-- Opening Marker --

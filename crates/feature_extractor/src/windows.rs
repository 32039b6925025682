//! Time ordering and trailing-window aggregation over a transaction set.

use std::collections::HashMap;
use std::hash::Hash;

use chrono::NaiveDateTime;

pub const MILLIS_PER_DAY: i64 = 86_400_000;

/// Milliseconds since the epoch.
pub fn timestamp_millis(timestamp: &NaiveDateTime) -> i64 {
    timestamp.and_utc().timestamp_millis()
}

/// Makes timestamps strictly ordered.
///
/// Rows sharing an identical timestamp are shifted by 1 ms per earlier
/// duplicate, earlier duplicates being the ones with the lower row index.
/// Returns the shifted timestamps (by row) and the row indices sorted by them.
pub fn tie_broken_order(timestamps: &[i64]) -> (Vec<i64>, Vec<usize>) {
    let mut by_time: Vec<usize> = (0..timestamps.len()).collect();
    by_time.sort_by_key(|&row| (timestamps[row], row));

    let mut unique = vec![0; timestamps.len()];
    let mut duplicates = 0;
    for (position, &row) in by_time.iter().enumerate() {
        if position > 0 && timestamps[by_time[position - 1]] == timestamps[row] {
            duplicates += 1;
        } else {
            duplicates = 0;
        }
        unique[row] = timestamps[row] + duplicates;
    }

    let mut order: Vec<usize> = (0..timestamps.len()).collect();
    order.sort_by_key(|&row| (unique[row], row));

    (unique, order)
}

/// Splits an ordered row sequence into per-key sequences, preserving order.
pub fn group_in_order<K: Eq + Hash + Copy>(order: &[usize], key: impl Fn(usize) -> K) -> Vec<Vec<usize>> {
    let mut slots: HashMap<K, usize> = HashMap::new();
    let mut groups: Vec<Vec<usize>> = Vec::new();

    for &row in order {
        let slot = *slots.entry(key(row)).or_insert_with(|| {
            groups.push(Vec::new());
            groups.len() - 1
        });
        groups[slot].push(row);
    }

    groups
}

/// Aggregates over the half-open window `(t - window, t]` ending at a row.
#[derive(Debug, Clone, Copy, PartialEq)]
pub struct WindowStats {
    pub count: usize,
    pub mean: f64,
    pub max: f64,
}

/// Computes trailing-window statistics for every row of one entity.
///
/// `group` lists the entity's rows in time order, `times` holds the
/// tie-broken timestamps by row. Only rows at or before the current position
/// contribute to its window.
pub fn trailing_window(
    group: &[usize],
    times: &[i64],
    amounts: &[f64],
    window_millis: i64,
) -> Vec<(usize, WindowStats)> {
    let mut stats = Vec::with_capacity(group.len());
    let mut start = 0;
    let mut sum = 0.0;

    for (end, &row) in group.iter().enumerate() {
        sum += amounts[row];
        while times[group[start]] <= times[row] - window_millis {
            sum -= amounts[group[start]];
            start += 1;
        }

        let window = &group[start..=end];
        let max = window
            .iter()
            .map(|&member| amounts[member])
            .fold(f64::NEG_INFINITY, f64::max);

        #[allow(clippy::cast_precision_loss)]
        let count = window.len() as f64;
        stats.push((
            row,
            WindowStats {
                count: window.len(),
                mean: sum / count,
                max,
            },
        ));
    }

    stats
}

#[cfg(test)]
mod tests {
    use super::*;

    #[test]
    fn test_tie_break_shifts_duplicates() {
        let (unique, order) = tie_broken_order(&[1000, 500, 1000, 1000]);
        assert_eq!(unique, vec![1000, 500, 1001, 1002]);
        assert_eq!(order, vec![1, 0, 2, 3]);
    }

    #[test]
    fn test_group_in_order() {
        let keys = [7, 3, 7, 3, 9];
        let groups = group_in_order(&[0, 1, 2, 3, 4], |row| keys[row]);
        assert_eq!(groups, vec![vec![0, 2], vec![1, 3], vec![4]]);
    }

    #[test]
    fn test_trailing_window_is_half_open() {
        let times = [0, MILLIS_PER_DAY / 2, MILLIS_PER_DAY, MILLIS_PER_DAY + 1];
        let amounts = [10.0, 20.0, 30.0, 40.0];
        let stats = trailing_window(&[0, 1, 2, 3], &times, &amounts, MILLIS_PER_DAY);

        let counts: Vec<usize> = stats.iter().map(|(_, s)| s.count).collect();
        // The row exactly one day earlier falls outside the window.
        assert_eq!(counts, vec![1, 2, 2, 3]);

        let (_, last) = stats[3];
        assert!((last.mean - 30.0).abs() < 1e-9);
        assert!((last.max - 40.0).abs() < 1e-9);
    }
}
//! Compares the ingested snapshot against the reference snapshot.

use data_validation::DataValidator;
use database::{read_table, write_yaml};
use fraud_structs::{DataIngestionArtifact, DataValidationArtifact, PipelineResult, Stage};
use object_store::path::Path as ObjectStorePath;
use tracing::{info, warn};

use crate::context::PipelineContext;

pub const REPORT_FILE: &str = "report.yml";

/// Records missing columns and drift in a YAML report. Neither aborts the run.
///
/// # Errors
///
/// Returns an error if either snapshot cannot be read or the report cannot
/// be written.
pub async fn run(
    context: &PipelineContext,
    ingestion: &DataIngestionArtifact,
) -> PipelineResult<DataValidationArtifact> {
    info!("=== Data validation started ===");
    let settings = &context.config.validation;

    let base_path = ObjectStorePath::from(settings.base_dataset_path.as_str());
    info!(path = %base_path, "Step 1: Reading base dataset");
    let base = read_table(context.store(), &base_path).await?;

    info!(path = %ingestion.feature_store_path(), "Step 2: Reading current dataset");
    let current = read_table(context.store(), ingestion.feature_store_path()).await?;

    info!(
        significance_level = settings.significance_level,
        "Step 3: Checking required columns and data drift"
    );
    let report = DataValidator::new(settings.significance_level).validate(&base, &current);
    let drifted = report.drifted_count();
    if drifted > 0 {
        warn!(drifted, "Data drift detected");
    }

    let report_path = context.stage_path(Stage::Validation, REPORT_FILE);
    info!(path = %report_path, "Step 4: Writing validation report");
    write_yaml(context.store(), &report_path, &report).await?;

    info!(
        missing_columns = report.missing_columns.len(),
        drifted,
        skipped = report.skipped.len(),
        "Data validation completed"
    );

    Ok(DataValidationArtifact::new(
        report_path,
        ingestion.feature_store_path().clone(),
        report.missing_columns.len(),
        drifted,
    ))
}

-- Closing Marker --

◆ **Action item**: Set down the whole listing again. Keep every word as it is.

◆ **Answer to this exercise**:
filename crates/feature_extractor/src/windows.rs
repository 32039b6925025682
//! Time ordering and trailing-window aggregation over a transaction set.

use std::collections::HashMap;
use std::hash::Hash;

use chrono::NaiveDateTime;

pub const MILLIS_PER_DAY: i64 = 86_400_000;

/// Milliseconds since the epoch.
pub fn timestamp_millis(timestamp: &NaiveDateTime) -> i64 {
    timestamp.and_utc().timestamp_millis()
}

/// Makes timestamps strictly ordered.
///
/// Rows sharing an identical timestamp are shifted by 1 ms per earlier
/// duplicate, earlier duplicates being the ones with the lower row index.
/// Returns the shifted timestamps (by row) and the row indices sorted by them.
pub fn tie_broken_order(timestamps: &[i64]) -> (Vec<i64>, Vec<usize>) {
    let mut by_time: Vec<usize> = (0..timestamps.len()).collect();
    by_time.sort_by_key(|&row| (timestamps[row], row));

    let mut unique = vec![0; timestamps.len()];
    let mut duplicates = 0;
    for (position, &row) in by_time.iter().enumerate() {
        if position > 0 && timestamps[by_time[position - 1]] == timestamps[row] {
            duplicates += 1;
        } else {
            duplicates = 0;
        }
        unique[row] = timestamps[row] + duplicates;
    }

    let mut order: Vec<usize> = (0..timestamps.len()).collect();
    order.sort_by_key(|&row| (unique[row], row));

    (unique, order)
}

/// Splits an ordered row sequence into per-key sequences, preserving order.
pub fn group_in_order<K: Eq + Hash + Copy>(order: &[usize], key: impl Fn(usize) -> K) -> Vec<Vec<usize>> {
    let mut slots: HashMap<K, usize> = HashMap::new();
    let mut groups: Vec<Vec<usize>> = Vec::new();

    for &row in order {
        let slot = *slots.entry(key(row)).or_insert_with(|| {
            groups.push(Vec::new());
            groups.len() - 1
        });
        groups[slot].push(row);
    }

    groups
}

/// Aggregates over the half-open window `(t - window, t]` ending at a row.
#[derive(Debug, Clone, Copy, PartialEq)]
pub struct WindowStats {
    pub count: usize,
    pub mean: f64,
    pub max: f64,
}

/// Computes trailing-window statistics for every row of one entity.
///
/// `group` lists the entity's rows in time order, `times` holds the
/// tie-broken timestamps by row. Only rows at or before the current position
/// contribute to its window.
pub fn trailing_window(
    group: &[usize],
    times: &[i64],
    amounts: &[f64],
    window_millis: i64,
) -> Vec<(usize, WindowStats)> {
    let mut stats = Vec::with_capacity(group.len());
    let mut start = 0;
    let mut sum = 0.0;

    for (end, &row) in group.iter().enumerate() {
        sum += amounts[row];
        while times[group[start]] <= times[row] - window_millis {
            sum -= amounts[group[start]];
            start += 1;
        }

        let window = &group[start..=end];
        let max = window
            .iter()
            .map(|&member| amounts[member])
            .fold(f64::NEG_INFINITY, f64::max);

        #[allow(clippy::cast_precision_loss)]
        let count = window.len() as f64;
        stats.push((
            row,
            WindowStats {
                count: window.len(),
                mean: sum / count,
                max,
            },
        ));
    }

    stats
}

#[cfg(test)]
mod tests {
    use super::*;

    #[test]
    fn test_tie_break_shifts_duplicates() {
        let (unique, order) = tie_broken_order(&[1000, 500, 1000, 1000]);
        assert_eq!(unique, vec![1000, 500, 1001, 1002]);
        assert_eq!(order, vec![1, 0, 2, 3]);
    }

    #[test]
    fn test_group_in_order() {
        let keys = [7, 3, 7, 3, 9];
        let groups = group_in_order(&[0, 1, 2, 3, 4], |row| keys[row]);
        assert_eq!(groups, vec![vec![0, 2], vec![1, 3], vec![4]]);
    }

    #[test]
    fn test_trailing_window_is_half_open() {
        let times = [0, MILLIS_PER_DAY / 2, MILLIS_PER_DAY, MILLIS_PER_DAY + 1];
        let amounts = [10.0, 20.0, 30.0, 40.0];
        let stats = trailing_window(&[0, 1, 2, 3], &times, &amounts, MILLIS_PER_DAY);

        let counts: Vec<usize> = stats.iter().map(|(_, s)| s.count).collect();
        // The row exactly one day earlier falls outside the window.
        assert_eq!(counts, vec![1, 2, 2, 3]);

        let (_, last) = stats[3];
        assert!((last.mean - 30.0).abs() < 1e-9);
        assert!((last.max - 40.0).abs() < 1e-9);
    }
}
//! Compares the ingested snapshot against the reference snapshot.

use data_validation::DataValidator;
use database::{read_table, write_yaml};
use fraud_structs::{DataIngestionArtifact, DataValidationArtifact, PipelineResult, Stage};
use object_store::path::Path as ObjectStorePath;
use tracing::{info, warn};

use crate::context::PipelineContext;

pub const REPORT_FILE: &str = "report.yml";

/// Records missing columns and drift in a YAML report. Neither aborts the run.
///
/// # Errors
///
/// Returns an error if either snapshot cannot be read or the report cannot
/// be written.
pub async fn run(
    context: &PipelineContext,
    ingestion: &DataIngestionArtifact,
) -> PipelineResult<DataValidationArtifact> {
    info!("=== Data validation started ===");
    let settings = &context.config.validation;

    let base_path = ObjectStorePath::from(settings.base_dataset_path.as_str());
    info!(path = %base_path, "Step 1: Reading base dataset");
    let base = read_table(context.store(), &base_path).await?;

    info!(path = %ingestion.feature_store_path(), "Step 2: Reading current dataset");
    let current = read_table(context.store(), ingestion.feature_store_path()).await?;

    info!(
        significance_level = settings.significance_level,
        "Step 3: Checking required columns and data drift"
    );
    let report = DataValidator::new(settings.significance_level).validate(&base, &current);
    let drifted = report.drifted_count();
    if drifted > 0 {
        warn!(drifted, "Data drift detected");
    }

    let report_path = context.stage_path(Stage::Validation, REPORT_FILE);
    info!(path = %report_path, "Step 4: Writing validation report");
    write_yaml(context.store(), &report_path, &report).await?;

    info!(
        missing_columns = report.missing_columns.len(),
        drifted,
        skipped = report.skipped.len(),
        "Data validation completed"
    );

    Ok(DataValidationArtifact::new(
        report_path,
        ingestion.feature_store_path().clone(),
        report.missing_columns.len(),
        drifted,
    ))
}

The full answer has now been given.